Twenty images per sample were acquired after 2, 4, 6, 8, 14, 16, and 24 h of culture, and the percentage of germination (n > 10,000) and the speed of growth of pollen tubes (n > 35) were measured using ImageJ software (Abràmoff et al., 2004). Germination assays and the speed of growth of pollen tubes were repeated six times. For measurement of the diameter of pollen tubes, wild-type and pme48−/− pollen grains were harvested by dabbing flowers onto silane-coated microscope slides. Slides were incubated at 30°C for 30 min in a moist chamber, subsequently covered with liquid GM, and grown for 4 h in a growth chamber in the dark at 22°C. The diameter of pollen tubes was determined on the images with ImageJ (n = 126 and n = 172 for wild-type and pme48−/− pollen tubes, respectively, from four independent experiments).

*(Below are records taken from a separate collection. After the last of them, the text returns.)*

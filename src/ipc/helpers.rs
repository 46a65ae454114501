use crate::ipc::error::{err, ok};
use crate::ipc::types::{AppState, Request};
use chrono::NaiveDate;
use rusqlite::Connection;
use serde::de::DeserializeOwned;

pub struct HandlerErr {
    pub code: &'static str,
    pub message: String,
    pub details: Option<serde_json::Value>,
}

impl HandlerErr {
    pub fn new(code: &'static str, message: impl Into<String>) -> Self {
        Self {
            code,
            message: message.into(),
            details: None,
        }
    }

    pub fn bad_params(message: impl Into<String>) -> Self {
        Self::new("bad_params", message)
    }

    pub fn not_found(message: impl Into<String>) -> Self {
        Self::new("not_found", message)
    }

    pub fn with_details(mut self, details: serde_json::Value) -> Self {
        self.details = Some(details);
        self
    }

    pub fn response(self, id: &str) -> serde_json::Value {
        err(id, self.code, self.message, self.details)
    }
}

pub fn db_query_failed(e: anyhow::Error) -> HandlerErr {
    tracing::warn!(error = %e, "query failed");
    HandlerErr::new("db_query_failed", e.to_string())
}

pub fn db_write_failed(e: anyhow::Error) -> HandlerErr {
    tracing::error!(error = %e, "write failed");
    HandlerErr::new("db_write_failed", e.to_string())
}

pub fn get_required_str(params: &serde_json::Value, key: &str) -> Result<String, HandlerErr> {
    params
        .get(key)
        .and_then(|v| v.as_str())
        .map(|s| s.trim().to_string())
        .filter(|s| !s.is_empty())
        .ok_or_else(|| HandlerErr::bad_params(format!("missing {}", key)))
}

pub fn get_optional_str(params: &serde_json::Value, key: &str) -> Option<String> {
    params
        .get(key)
        .and_then(|v| v.as_str())
        .map(|s| s.trim().to_string())
        .filter(|s| !s.is_empty())
}

pub fn get_required_i64(params: &serde_json::Value, key: &str) -> Result<i64, HandlerErr> {
    params
        .get(key)
        .and_then(|v| v.as_i64())
        .ok_or_else(|| HandlerErr::bad_params(format!("missing {}", key)))
}

pub fn get_i64_in_range(
    params: &serde_json::Value,
    key: &str,
    min: i64,
    max: i64,
) -> Result<i64, HandlerErr> {
    let n = get_required_i64(params, key)?;
    if !(min..=max).contains(&n) {
        return Err(HandlerErr::bad_params(format!(
            "{} must be in {}..={}",
            key, min, max
        )));
    }
    Ok(n)
}

pub fn get_academic_year(params: &serde_json::Value) -> Result<i32, HandlerErr> {
    Ok(get_i64_in_range(params, "academicYear", 1900, 9998)? as i32)
}

pub fn parse_date(raw: &str, key: &str) -> Result<NaiveDate, HandlerErr> {
    NaiveDate::parse_from_str(raw.trim(), "%Y-%m-%d")
        .map_err(|_| HandlerErr::bad_params(format!("{} must be a YYYY-MM-DD date", key)))
}

/// `params.today` when given, otherwise the local date.
pub fn today_param(params: &serde_json::Value) -> Result<NaiveDate, HandlerErr> {
    match params.get("today").and_then(|v| v.as_str()) {
        Some(raw) => parse_date(raw, "today"),
        None => Ok(chrono::Local::now().date_naive()),
    }
}

pub fn parse_params<T: DeserializeOwned>(value: &serde_json::Value) -> Result<T, HandlerErr> {
    serde_json::from_value(value.clone()).map_err(|e| HandlerErr::bad_params(e.to_string()))
}

/// Runs `f` against the open workspace and wraps the outcome in the response
/// envelope.
pub fn with_conn<F>(state: &mut AppState, req: &Request, f: F) -> serde_json::Value
where
    F: FnOnce(&Connection, &serde_json::Value) -> Result<serde_json::Value, HandlerErr>,
{
    let Some(conn) = state.db.as_ref() else {
        return err(&req.id, "no_workspace", "select a workspace first", None);
    };
    match f(conn, &req.params) {
        Ok(v) => ok(&req.id, v),
        Err(e) => e.response(&req.id),
    }
}
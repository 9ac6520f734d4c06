//! Input/output, configuration and error handling

/// Command-line interface and pass orchestration
pub mod cli;
/// Constants and runtime configuration defaults
pub mod configuration;
/// Error types
pub mod error;
/// Tile loading and PNG export
pub mod image;
/// Terminal progress display
pub mod progress;
/// Wave grid rendering to pixels
pub mod render;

Pollen grains were also cultured in the GM supplemented with 1 mm EDTA or 2.5 mm CaCl2∙2H2O to reach the final concentration of 7.5 mm CaCl2.

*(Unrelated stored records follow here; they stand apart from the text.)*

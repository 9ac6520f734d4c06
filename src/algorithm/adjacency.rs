use crate::{
    algorithm::bitset::PatternBitset,
    analysis::patterns::PatternLibrary,
    spatial::{neighborhood::Offset, tiles::Pattern},
};
use std::ops::Range;

/// Precomputed compatibility between every ordered pattern pair and offset
///
/// `fits(a, b, o)` answers whether pattern `b` may sit at offset `o` relative
/// to pattern `a`. Stored as one bitset of compatible `b` per `(a, o)` so
/// propagation can union whole rows at once.
#[derive(Clone, Debug)]
pub struct AdjacencyTable {
    compatible: Vec<PatternBitset>,
    offsets: Vec<Offset>,
    pattern_count: usize,
}

impl AdjacencyTable {
    /// Compare every pattern pair over every offset
    pub fn build(library: &PatternLibrary, offsets: &[Offset]) -> Self {
        let patterns = library.patterns();
        let pattern_count = patterns.len();
        let mut compatible = Vec::with_capacity(pattern_count * offsets.len());

        for first in patterns {
            for &offset in offsets {
                let mut row = PatternBitset::new(pattern_count);
                for (index, second) in patterns.iter().enumerate() {
                    if overlap_fits(first, second, offset) {
                        row.insert(index);
                    }
                }
                compatible.push(row);
            }
        }

        Self {
            compatible,
            offsets: offsets.to_vec(),
            pattern_count,
        }
    }

    /// Number of patterns on each axis of the table
    pub const fn pattern_count(&self) -> usize {
        self.pattern_count
    }

    /// Offsets indexed by the third table axis
    pub fn offsets(&self) -> &[Offset] {
        &self.offsets
    }

    /// Index of the negated offset, if the set contains it
    pub fn opposite(&self, offset_index: usize) -> Option<usize> {
        let offset = self.offsets.get(offset_index)?;
        self.offsets.iter().position(|&other| other == -*offset)
    }

    /// Patterns allowed at `offset_index` relative to `pattern`
    pub fn compatible(&self, pattern: usize, offset_index: usize) -> Option<&PatternBitset> {
        if pattern >= self.pattern_count || offset_index >= self.offsets.len() {
            return None;
        }
        self.compatible
            .get(pattern * self.offsets.len() + offset_index)
    }

    /// Whether `second` may occur at `offset_index` relative to `first`
    pub fn fits(&self, first: usize, second: usize, offset_index: usize) -> bool {
        self.compatible(first, offset_index)
            .is_some_and(|row| row.contains(second))
    }

    /// Every pattern compatible with at least one member of `sources`
    pub fn support(&self, sources: &PatternBitset, offset_index: usize) -> PatternBitset {
        let mut allowed = PatternBitset::new(self.pattern_count);
        for source in sources.iter() {
            if let Some(row) = self.compatible(source, offset_index) {
                allowed.union_with(row);
            }
        }
        allowed
    }
}

/// Whether two patterns agree where their footprints overlap
///
/// `second` is placed at `offset` from `first`'s origin. An empty overlap
/// imposes no constraint.
pub fn overlap_fits(first: &Pattern, second: &Pattern, offset: Offset) -> bool {
    let dim = first.dim();
    if second.dim() != dim {
        return false;
    }
    let (Some((first_rows, second_rows)), Some((first_cols, second_cols))) = (
        overlap_span(offset.row, dim),
        overlap_span(offset.col, dim),
    ) else {
        return true;
    };

    first.region(first_rows, first_cols) == second.region(second_rows, second_cols)
}

/// Overlapping index ranges along one axis, in each pattern's own frame
fn overlap_span(shift: isize, dim: usize) -> Option<(Range<usize>, Range<usize>)> {
    let dim = dim as isize;
    let start = shift.max(0);
    let end = (shift + dim).min(dim);
    if start >= end {
        return None;
    }
    Some((
        start as usize..end as usize,
        (start - shift) as usize..(end - shift) as usize,
    ))
}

In Vivo Pollen Tube Growth
Emasculated mature flowers from wild-type plants were hand pollinated with wild-type or mutant (pme48−/−) pollen grains. The pollinated pistils were collected 6, 12, and 24 h after pollination and fixed in an ethanol:acetic acid (3:1, v/v) solution. The fixed pistils were rehydrated with successive baths of ethanol (70%, 50%, and 30% [v/v]), washed three times with distilled water, and treated overnight in a softening solution composed of 8 m NaOH. After several washes with distilled water, the pistil tissues were stained with decolorized Aniline Blue solution (0.1% [w/v] Aniline Blue in 100 mm K3PO4 buffer, pH 11) for 2 h in the dark (Johnson-Brousseau and McCormick, 2004).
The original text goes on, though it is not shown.